At The Christian Century, Mary Louise Bringle writes about the enduring role of hymnals in the digital age:
Hymnals are more like telephones than automobile tires. Tires wear out visibly and require replacing. Telephones, on the other hand, seldom wear out, yet still get replaced when updated models offer new features attractive enough to warrant the change.
Like telephones, hymnals are built to last. Aiding their durability is the fact that they get limited outings (mostly on Sundays, often in the hands of gentle users). As physical books, even after 20 or 30 years their spines remain unbroken and their pages unwrinkled. Even more significantly, as collections of the church’s cherished songs, the hymnal’s contents may actually improve with the familiarity of age.
Little wonder, then, that many churchgoers greet the announcement of a new hymnal with the puzzled, plaintive or even outraged question: Why? Why do we need new hymnals when the ones in our pew racks are still perfectly good? If “perfectly good” means showing no wear and tear, the question makes sense—all the more so if the person asking it is a stranger to the new features available in updated models.
Some of these features, as with telephones, involve technology. In the 21st century, hymnals appear not just as bound volumes but also as digital resources: e-books downloadable to the device of the user’s choice; projection editions with slides of words (or, in some instances, words and musical melody lines) for congregations that sing off a screen rather than a printed page; web editions with fully searchable indexes, audio files to hear what any given song sounds like and downloadable files of words and music to print as bulletin inserts. A 2008 product from LifeWay Christian Resources was cleverly promoted as “a hymnal without a back cover” because additional materials, whether made available online or on CD-ROM, could indefinitely expand the contents of the printed book.

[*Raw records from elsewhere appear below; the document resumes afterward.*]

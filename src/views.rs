//! Server-rendered pages. Markup is deliberately plain; every interpolated
//! value goes through [`escape`].

use axum::response::Html;

use crate::{auth::repo_types::User, survey::repo_types::SurveyResponse};

const GENDERS: &[(&str, &str)] = &[("м", "Male"), ("ж", "Female")];
const INTERESTS: &[(&str, &str)] = &[
    ("sports", "Sports"),
    ("music", "Music"),
    ("travel", "Travel"),
    ("reading", "Reading"),
    ("movies", "Movies"),
];

pub fn escape(raw: &str) -> String {
    let mut out = String::with_capacity(raw.len());
    for c in raw.chars() {
        match c {
            '&' => out.push_str("&amp;"),
            '<' => out.push_str("&lt;"),
            '>' => out.push_str("&gt;"),
            '"' => out.push_str("&quot;"),
            '\'' => out.push_str("&#x27;"),
            _ => out.push(c),
        }
    }
    out
}

fn layout(title: &str, user: Option<&User>, flash: Option<&str>, body: &str) -> Html<String> {
    let nav = match user {
        Some(u) => format!(
            r#"<span>Signed in as {}</span> · <a href="/results">Results</a> · <a href="/logout">Log out</a>"#,
            escape(&u.username)
        ),
        None => r#"<a href="/login">Log in</a> · <a href="/register">Register</a>"#.to_string(),
    };
    let flash = flash
        .map(|m| format!(r#"<p class="flash">{}</p>"#, escape(m)))
        .unwrap_or_default();
    Html(format!(
        r#"<!doctype html>
<html>
<head><meta charset="utf-8"><title>{title}</title></head>
<body>
<nav><a href="/">Survey</a> · {nav}</nav>
{flash}
<main>
<h1>{title}</h1>
{body}
</main>
</body>
</html>"#,
        title = escape(title),
    ))
}

pub fn index(user: Option<&User>, flash: Option<&str>) -> Html<String> {
    let genders: String = GENDERS
        .iter()
        .map(|(value, label)| {
            format!(r#"<label><input type="radio" name="gender" value="{value}"> {label}</label>"#)
        })
        .collect();
    let interests: String = INTERESTS
        .iter()
        .map(|(value, label)| {
            format!(r#"<label><input type="checkbox" name="interests" value="{value}"> {label}</label>"#)
        })
        .collect();
    let body = format!(
        r#"<form method="post" action="/submit">
<p><label>Name <input name="name"></label></p>
<p><label>Age <input name="age"></label></p>
<p>Gender {genders}</p>
<p>Interests {interests}</p>
<p><label>Comments <textarea name="comments"></textarea></label></p>
<p><button type="submit">Submit</button></p>
</form>"#
    );
    layout("Survey", user, flash, &body)
}

fn credentials_form(action: &str, button: &str) -> String {
    format!(
        r#"<form method="post" action="{action}">
<p><label>Username <input name="username"></label></p>
<p><label>Password <input type="password" name="password"></label></p>
<p><button type="submit">{button}</button></p>
</form>"#
    )
}

pub fn register(flash: Option<&str>) -> Html<String> {
    layout("Register", None, flash, &credentials_form("/register", "Register"))
}

pub fn login(flash: Option<&str>) -> Html<String> {
    layout("Log in", None, flash, &credentials_form("/login", "Log in"))
}

pub fn thank_you(user: &User) -> Html<String> {
    let body = format!(
        "<p>Thank you, {}! Your answers have been saved.</p>",
        escape(&user.username)
    );
    layout("Thank you", Some(user), None, &body)
}

pub fn results(user: &User, chart_base64: &str) -> Html<String> {
    let body = format!(
        r#"<img src="data:image/png;base64,{chart_base64}" alt="Gender distribution">"#
    );
    layout("Results", Some(user), None, &body)
}

pub fn admin_overview(admin: &User, users: &[User], responses: &[SurveyResponse]) -> Html<String> {
    let user_rows: String = users
        .iter()
        .map(|u| {
            format!(
                "<tr><td>{}</td><td>{}</td><td><code>{}</code></td></tr>",
                u.id,
                escape(&u.username),
                escape(&u.password_hash)
            )
        })
        .collect();
    let response_rows: String = responses
        .iter()
        .map(|r| {
            format!(
                "<tr><td>{}</td><td>{}</td><td>{}</td><td>{}</td><td>{}</td><td>{}</td><td>{}</td></tr>",
                r.id,
                r.user_id,
                escape(&r.name),
                escape(&r.age),
                escape(&r.gender),
                escape(&r.interests_joined()),
                escape(&r.comments)
            )
        })
        .collect();
    let body = format!(
        r#"<h2>Users</h2>
<table><tr><th>id</th><th>username</th><th>password</th></tr>{user_rows}</table>
<h2>Survey responses</h2>
<table><tr><th>id</th><th>user</th><th>name</th><th>age</th><th>gender</th><th>interests</th><th>comments</th></tr>{response_rows}</table>
<p>JSON: <a href="/admin/users">/admin/users</a> · <a href="/admin/responses">/admin/responses</a></p>"#
    );
    layout("Admin", Some(admin), None, &body)
}

#[cfg(test)]
mod tests {
    use super::*;

    #[test]
    fn escape_neutralizes_markup() {
        assert_eq!(
            escape(r#"<script>alert("x")&'"#),
            "&lt;script&gt;alert(&quot;x&quot;)&amp;&#x27;"
        );
    }

    #[test]
    fn flash_is_rendered_escaped() {
        let Html(page) = login(Some("<b>bad</b>"));
        assert!(page.contains("&lt;b&gt;bad&lt;/b&gt;"));
        assert!(!page.contains("<b>bad</b>"));
    }

    #[test]
    fn index_offers_multi_valued_interests() {
        let Html(page) = index(None, None);
        assert!(page.contains(r#"name="interests" value="sports""#));
        assert!(page.contains(r#"action="/submit""#));
    }
}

But if changes in technology were the only developments prompting the next generation of hymnals, publishers could spare themselves the time- and resource-consuming processes of product development and simply digitize existing books, marketing the resulting websites and projection DVDs to tech-savvy congregations. Instead, over the past six years or so, denominations around the country have been creating whole new song collections.